---- Records for the exercise

use anyhow::Context;
use sp500_core::config::LogConfig;
use tracing_appender::non_blocking::WorkerGuard;
use tracing_subscriber::layer::SubscriberExt;
use tracing_subscriber::util::SubscriberInitExt;
use tracing_subscriber::{EnvFilter, fmt};

/// 滚动日志文件名前缀
const LOG_FILE_PREFIX: &str = "sp500.log";

/// # Summary
/// 初始化全局日志。
///
/// # Logic
/// 1. `RUST_LOG` 优先，否则使用配置中的默认级别。
/// 2. 控制台日志写到 stderr，stdout 留给命令输出。
/// 3. 配置了日志目录时，额外按天滚动写入文件。
///
/// # Returns
/// 文件写入器的 guard，调用方必须持有至进程退出，否则尾部日志会丢失。
pub fn init(config: &LogConfig) -> anyhow::Result<Option<WorkerGuard>> {
    let filter = match EnvFilter::try_from_default_env() {
        Ok(filter) => filter,
        Err(_) => EnvFilter::try_new(&config.level)
            .with_context(|| format!("invalid log level `{}`", config.level))?,
    };

    let (file_layer, guard) = match &config.dir {
        Some(dir) => {
            let appender = tracing_appender::rolling::daily(dir, LOG_FILE_PREFIX);
            let (writer, guard) = tracing_appender::non_blocking(appender);
            (
                Some(fmt::layer().with_ansi(false).with_writer(writer)),
                Some(guard),
            )
        }
        None => (None, None),
    };

    tracing_subscriber::registry()
        .with(filter)
        .with(fmt::layer().with_writer(std::io::stderr))
        .with(file_layer)
        .try_init()
        .context("installing tracing subscriber")?;

    Ok(guard)
}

--------

Task objective: Within the data above, how many lines include the word "Some"? Respond with the number only.

Answer section: 3